There is only one more question for us to ask concerning the First Day: where does the creation of the world of angels fit into it? Moses describes the creation only of the visible world; when was the invisible world of spiritual beings created? Some Fathers think they are included in the creation of "heaven"; others are not so specific, but know that they were also created "in the beginning." St. Basil teaches:

*In fact there did exist something, as it seems, even before this world, which our mind can attain by contemplation, but which has been left uninvestigated because it is not adapted to those who are beginners and as yet infants in understanding. This was a certain condition older than the birth of the world and proper to the supramundane powers, one beyond time, everlasting, without beginning or end. In it the Creator and Producer of all things perfected the works of His art, a spiritual light befitting the blessedness or those who love the Lord, rational and invisible natures, and the whole orderly arrangement of spiritual creatures which surpass our understanding and of which it is impossible even to discover the names. These fill completely the essence of the invisible world.
*
Similarly, St. Ambrose writes:

*The Angels, Dominations, and Powers, although they began to exist at some time, were already in existence when the world was created. For all things "were created, things visible and things invisible, whether Thrones or Dominations or Principalities or Powers.
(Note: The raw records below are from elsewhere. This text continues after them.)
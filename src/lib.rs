//! Stitchquant - reduce photos to embroidery thread palettes
//!
//! Application layer around `embroidery-quant`: PNG I/O, configuration and
//! presets, palette export and the background pipeline worker.
//! This library exposes modules for integration testing.

pub mod error;
pub mod models;
pub mod rendering;
pub mod services;
//! K-means clustering.
//!
//! Partitions the included tuples into k clusters around synthetic centroids
//! (componentwise means), using any [`DistanceMetric`] for assignment.
//!
//! # Lloyd's Algorithm
//!
//! 1. Initialize k means from k distinct included tuples
//! 2. **Assign**: each included tuple → nearest mean (ties → lowest cluster id)
//! 3. **Update**: each mean → componentwise average of its included tuples
//! 4. Repeat until the means stop moving
//!
//! A cluster that loses all its tuples gets an all-zero mean rather than NaN.
//!
//! # Convergence
//!
//! The stopping test compares only component 0 of each cluster's mean before
//! and after the update, within an absolute tolerance. This is cheaper than a
//! full-vector shift but can stop early when component 0 settles before the
//! others do. `max_iter` bounds the loop in case it never settles.
//!
//! # Failure Modes
//!
//! - **Local optima**: Lloyd finds a local minimum only; random seeding means
//!   repeated unseeded runs may disagree
//! - **Wrong k**: Must specify k in advance; use silhouette to compare
//! - **Non-spherical clusters**: Assumes roughly spherical, equal-sized clusters

use tracing::{debug, warn};

use super::representatives::Representatives;
use super::seeding::{initial_indices, Init};
use super::traits::Clustering;
use super::util::{assign_nearest, cluster_means};
use crate::dataset::MaskedDataset;
use crate::error::{Error, Result};
use crate::interrupt::Interrupt;
use crate::metric::{DistanceMetric, Scalar};

/// K-means clustering algorithm.
#[derive(Debug, Clone)]
pub struct Kmeans {
    /// Number of clusters.
    k: usize,
    metric: DistanceMetric,
    /// Maximum iterations.
    max_iter: usize,
    /// Convergence tolerance on component 0 of each mean.
    tol: f64,
    /// Random seed.
    seed: Option<u64>,
    init: Init,
    interrupt: Interrupt,
}

/// Result of a k-means run.
#[derive(Debug, Clone, PartialEq)]
pub struct KmeansFit {
    /// One label per tuple: `1..=k` for included tuples, `0` for masked-out ones.
    pub labels: Vec<i32>,
    /// `(k + 1) × C` table of means; row 0 is unused.
    pub means: Representatives<f64>,
    /// Lloyd iterations performed.
    pub iterations: usize,
    /// Whether the stopping test passed before `max_iter`.
    pub converged: bool,
    /// The run observed its interrupt and stopped early; results are partial.
    pub cancelled: bool,
}

impl Kmeans {
    /// Create a new K-means clusterer.
    pub fn new(k: usize) -> Self {
        Self {
            k,
            metric: DistanceMetric::Euclidean,
            max_iter: 1000,
            tol: f64::EPSILON,
            seed: None,
            init: Init::Random,
            interrupt: Interrupt::default(),
        }
    }

    /// Set the distance metric used for assignment.
    pub fn with_metric(mut self, metric: DistanceMetric) -> Self {
        self.metric = metric;
        self
    }

    /// Set maximum iterations.
    pub fn with_max_iter(mut self, max_iter: usize) -> Self {
        self.max_iter = max_iter;
        self
    }

    /// Set convergence tolerance.
    pub fn with_tol(mut self, tol: f64) -> Self {
        self.tol = tol;
        self
    }

    /// Set random seed for reproducibility.
    pub fn with_seed(mut self, seed: u64) -> Self {
        self.seed = Some(seed);
        self
    }

    /// Choose how initial means are picked.
    pub fn with_init(mut self, init: Init) -> Self {
        self.init = init;
        self
    }

    /// Share a cancellation flag with the caller.
    pub fn with_interrupt(mut self, interrupt: Interrupt) -> Self {
        self.interrupt = interrupt;
        self
    }

    fn validate(&self) -> Result<()> {
        if self.k == 0 {
            return Err(Error::InvalidParameter {
                name: "k",
                message: "must be at least 1",
            });
        }
        if self.max_iter == 0 {
            return Err(Error::InvalidParameter {
                name: "max_iter",
                message: "must be at least 1",
            });
        }
        if !(self.tol.is_finite() && self.tol >= 0.0) {
            return Err(Error::InvalidParameter {
                name: "tol",
                message: "must be finite and non-negative",
            });
        }
        Ok(())
    }

    /// Cluster the included tuples of `data`.
    pub fn fit<T: Scalar>(&self, data: &MaskedDataset<'_, T>) -> Result<KmeansFit> {
        self.validate()?;
        let included = data.require_included()?;
        if included < self.k {
            return Err(Error::InvalidClusterCount {
                requested: self.k,
                n_items: included,
            });
        }

        let seeds = initial_indices(data, self.k, &self.init, self.seed)?;
        let mut means = Representatives::zeros(self.k, data.n_components());
        for (slot, &idx) in seeds.iter().enumerate() {
            for (out, v) in means.row_mut(slot + 1).iter_mut().zip(data.tuple(idx)) {
                *out = v.to_f64();
            }
        }

        let mut labels = vec![0i32; data.len()];
        let mut converged = false;
        let mut iterations = 0;

        while iterations < self.max_iter {
            if self.interrupt.is_raised() {
                debug!(iterations, "k-means interrupted");
                return Ok(KmeansFit {
                    labels,
                    means,
                    iterations,
                    converged: false,
                    cancelled: true,
                });
            }
            iterations += 1;

            labels = assign_nearest(data, &means, self.metric);
            let updated = cluster_means(data, &labels, self.k);

            let mut shift = 0.0;
            let mut settled = 0;
            for c in 1..=self.k {
                let diff = means.row(c)[0] - updated.row(c)[0];
                shift += diff;
                if diff.abs() < self.tol || diff == 0.0 {
                    settled += 1;
                }
            }
            means = updated;

            debug!(iteration = iterations, mean_shift = shift, "k-means iteration");
            if settled == self.k {
                converged = true;
                break;
            }
        }

        if !converged {
            warn!(
                max_iter = self.max_iter,
                k = self.k,
                "k-means stopped at the iteration cap before converging"
            );
        }

        Ok(KmeansFit {
            labels,
            means,
            iterations,
            converged,
            cancelled: false,
        })
    }
}

impl Default for Kmeans {
    fn default() -> Self {
        Self::new(1)
    }
}

impl Clustering for Kmeans {
    fn fit_labels<T: Scalar>(&self, data: &MaskedDataset<'_, T>) -> Result<Vec<i32>> {
        self.fit(data).map(|fit| fit.labels)
    }

    fn n_clusters(&self) -> usize {
        self.k
    }
}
All things," we are told, "have been created through and unto Him" (Col. 1:16).
*
Indeed, God said to Job: "When the stars were made, all My angels praised Me with a loud voice" (Job 38:7, Septuagint). We will see on the Sixth Day how Adam was tempted by satan, and therefore we know that the battle of the proud angels in heaven, as described in the Apocalypse (12:7-8) has already been fought before then, and satan has already "fallen like lightning" (Luke 10:18).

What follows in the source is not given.